_Your task_
Please return every line in the entries below with the word "urgency" in it.

_Task input_

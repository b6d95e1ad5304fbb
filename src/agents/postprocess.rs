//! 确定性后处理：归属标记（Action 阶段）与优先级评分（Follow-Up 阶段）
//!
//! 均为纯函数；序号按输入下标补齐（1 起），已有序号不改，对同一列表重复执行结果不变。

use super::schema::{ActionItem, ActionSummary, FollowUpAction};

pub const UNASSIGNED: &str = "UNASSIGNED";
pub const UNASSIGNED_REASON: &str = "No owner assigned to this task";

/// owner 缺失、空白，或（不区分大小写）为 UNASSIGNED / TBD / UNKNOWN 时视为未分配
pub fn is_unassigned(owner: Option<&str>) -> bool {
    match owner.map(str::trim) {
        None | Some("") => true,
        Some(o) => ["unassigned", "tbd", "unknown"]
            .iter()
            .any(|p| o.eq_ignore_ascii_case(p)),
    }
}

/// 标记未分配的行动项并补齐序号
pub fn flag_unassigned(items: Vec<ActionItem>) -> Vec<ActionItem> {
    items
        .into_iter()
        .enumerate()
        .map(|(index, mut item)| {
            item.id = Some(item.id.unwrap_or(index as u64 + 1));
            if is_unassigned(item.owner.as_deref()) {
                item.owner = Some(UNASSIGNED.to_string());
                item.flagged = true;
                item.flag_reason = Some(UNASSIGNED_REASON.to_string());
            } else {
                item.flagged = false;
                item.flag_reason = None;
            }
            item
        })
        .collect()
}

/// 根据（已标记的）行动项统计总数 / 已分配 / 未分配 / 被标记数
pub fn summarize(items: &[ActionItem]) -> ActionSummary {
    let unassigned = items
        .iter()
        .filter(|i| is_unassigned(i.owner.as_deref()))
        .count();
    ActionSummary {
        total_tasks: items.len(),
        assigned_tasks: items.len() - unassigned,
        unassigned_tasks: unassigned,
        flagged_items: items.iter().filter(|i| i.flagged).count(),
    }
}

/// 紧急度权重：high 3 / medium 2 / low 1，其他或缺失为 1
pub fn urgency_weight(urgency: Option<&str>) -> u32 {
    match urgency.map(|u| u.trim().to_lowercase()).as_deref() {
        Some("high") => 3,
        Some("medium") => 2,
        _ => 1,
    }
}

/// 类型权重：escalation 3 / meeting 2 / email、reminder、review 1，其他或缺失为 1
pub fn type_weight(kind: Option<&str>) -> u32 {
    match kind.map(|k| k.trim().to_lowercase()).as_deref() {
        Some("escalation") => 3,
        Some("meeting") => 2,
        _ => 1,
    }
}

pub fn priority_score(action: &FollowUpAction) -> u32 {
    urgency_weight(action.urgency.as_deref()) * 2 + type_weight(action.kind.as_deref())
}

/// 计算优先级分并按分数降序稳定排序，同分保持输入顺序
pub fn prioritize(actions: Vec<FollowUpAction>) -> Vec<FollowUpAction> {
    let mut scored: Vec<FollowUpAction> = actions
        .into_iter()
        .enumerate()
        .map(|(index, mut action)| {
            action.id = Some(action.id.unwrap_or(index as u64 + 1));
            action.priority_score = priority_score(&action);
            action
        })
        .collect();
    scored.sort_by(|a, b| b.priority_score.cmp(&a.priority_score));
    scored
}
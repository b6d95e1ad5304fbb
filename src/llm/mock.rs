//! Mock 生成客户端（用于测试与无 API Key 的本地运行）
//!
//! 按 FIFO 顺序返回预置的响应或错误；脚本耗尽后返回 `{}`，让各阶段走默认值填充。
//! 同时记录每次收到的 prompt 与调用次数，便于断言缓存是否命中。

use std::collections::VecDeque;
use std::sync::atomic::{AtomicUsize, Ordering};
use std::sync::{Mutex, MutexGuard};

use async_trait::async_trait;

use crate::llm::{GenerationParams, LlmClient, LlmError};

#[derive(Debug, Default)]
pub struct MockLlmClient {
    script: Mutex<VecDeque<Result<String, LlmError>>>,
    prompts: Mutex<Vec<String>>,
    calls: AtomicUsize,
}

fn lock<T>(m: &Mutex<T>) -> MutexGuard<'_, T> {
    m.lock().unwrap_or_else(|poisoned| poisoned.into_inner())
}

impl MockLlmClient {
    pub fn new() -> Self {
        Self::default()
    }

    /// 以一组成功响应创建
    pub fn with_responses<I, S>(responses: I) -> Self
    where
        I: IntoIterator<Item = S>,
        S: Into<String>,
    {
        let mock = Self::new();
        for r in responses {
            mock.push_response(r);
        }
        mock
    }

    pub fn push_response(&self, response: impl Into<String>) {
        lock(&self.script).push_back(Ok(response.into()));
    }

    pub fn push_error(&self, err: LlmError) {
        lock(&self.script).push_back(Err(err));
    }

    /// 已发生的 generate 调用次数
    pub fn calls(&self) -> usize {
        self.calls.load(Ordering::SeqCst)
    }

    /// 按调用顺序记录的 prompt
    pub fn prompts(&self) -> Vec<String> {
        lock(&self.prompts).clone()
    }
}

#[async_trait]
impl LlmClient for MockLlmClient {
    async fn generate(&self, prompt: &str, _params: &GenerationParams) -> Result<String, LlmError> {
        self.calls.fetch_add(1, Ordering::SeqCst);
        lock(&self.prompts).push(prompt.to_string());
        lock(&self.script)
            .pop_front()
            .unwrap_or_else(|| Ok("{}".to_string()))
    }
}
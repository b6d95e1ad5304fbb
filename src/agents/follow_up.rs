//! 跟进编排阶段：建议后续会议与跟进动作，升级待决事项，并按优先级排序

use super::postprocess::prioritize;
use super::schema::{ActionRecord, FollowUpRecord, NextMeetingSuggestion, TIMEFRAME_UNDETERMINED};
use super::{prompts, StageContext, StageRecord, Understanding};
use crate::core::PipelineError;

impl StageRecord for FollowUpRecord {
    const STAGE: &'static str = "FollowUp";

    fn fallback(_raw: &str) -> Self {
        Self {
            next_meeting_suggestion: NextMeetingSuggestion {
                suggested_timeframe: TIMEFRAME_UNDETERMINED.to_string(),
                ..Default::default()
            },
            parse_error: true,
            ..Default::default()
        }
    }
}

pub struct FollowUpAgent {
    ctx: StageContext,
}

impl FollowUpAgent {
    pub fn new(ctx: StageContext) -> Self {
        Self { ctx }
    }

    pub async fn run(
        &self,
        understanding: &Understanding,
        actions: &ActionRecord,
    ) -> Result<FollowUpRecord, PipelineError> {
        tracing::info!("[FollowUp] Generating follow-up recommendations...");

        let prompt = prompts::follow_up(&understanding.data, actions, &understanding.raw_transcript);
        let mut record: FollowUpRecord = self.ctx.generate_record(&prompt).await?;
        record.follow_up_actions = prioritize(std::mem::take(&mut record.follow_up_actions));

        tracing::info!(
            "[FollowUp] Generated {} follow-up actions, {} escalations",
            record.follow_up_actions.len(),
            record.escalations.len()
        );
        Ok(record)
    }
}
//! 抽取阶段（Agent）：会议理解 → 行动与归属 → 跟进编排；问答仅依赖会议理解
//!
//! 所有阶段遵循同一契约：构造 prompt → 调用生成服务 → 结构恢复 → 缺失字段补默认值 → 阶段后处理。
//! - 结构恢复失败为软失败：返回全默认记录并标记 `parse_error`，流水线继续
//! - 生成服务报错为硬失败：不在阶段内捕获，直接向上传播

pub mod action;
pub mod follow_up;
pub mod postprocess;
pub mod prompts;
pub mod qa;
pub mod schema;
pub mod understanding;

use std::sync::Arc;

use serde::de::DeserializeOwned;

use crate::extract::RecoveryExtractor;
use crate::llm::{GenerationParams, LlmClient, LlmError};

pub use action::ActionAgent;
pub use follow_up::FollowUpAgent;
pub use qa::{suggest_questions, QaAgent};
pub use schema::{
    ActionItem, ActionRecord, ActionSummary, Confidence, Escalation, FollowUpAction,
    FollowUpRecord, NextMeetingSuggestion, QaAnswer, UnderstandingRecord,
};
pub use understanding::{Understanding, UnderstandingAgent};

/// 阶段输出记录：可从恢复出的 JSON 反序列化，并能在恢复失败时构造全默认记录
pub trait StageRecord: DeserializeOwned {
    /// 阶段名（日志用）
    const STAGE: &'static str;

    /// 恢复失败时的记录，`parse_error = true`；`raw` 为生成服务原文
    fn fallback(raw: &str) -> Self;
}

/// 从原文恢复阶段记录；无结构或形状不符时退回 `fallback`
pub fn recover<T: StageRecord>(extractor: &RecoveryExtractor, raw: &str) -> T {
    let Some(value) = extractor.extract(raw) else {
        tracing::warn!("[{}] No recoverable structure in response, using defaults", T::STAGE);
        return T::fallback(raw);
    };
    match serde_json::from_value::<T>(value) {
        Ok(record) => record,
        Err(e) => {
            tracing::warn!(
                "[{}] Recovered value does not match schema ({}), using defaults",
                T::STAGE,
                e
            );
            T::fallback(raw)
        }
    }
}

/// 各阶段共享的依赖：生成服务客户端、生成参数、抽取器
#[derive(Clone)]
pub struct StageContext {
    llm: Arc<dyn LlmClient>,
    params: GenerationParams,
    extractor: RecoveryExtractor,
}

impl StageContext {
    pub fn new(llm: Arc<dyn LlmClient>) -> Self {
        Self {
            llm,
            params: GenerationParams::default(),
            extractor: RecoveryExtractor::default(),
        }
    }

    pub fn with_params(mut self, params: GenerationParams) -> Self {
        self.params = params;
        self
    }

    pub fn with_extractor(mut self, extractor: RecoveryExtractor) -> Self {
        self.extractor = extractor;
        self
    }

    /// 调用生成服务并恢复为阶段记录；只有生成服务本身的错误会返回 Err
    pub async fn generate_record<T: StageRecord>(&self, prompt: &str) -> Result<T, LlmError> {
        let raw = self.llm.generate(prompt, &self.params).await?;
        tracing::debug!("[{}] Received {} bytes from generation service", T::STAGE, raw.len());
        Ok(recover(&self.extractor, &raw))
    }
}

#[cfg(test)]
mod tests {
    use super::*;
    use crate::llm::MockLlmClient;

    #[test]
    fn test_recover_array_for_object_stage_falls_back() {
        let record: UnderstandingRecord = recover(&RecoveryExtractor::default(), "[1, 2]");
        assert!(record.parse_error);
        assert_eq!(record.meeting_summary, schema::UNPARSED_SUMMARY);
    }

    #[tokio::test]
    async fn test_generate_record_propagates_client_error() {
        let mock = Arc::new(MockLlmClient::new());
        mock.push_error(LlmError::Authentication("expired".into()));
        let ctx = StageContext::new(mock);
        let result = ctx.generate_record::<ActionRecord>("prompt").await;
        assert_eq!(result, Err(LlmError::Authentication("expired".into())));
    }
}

_Solution_
pub fn urgency_weight(urgency: Option<&str>) -> u32 {
    match urgency.map(|u| u.trim().to_lowercase()).as_deref() {
    urgency_weight(action.urgency.as_deref()) * 2 + type_weight(action.kind.as_deref())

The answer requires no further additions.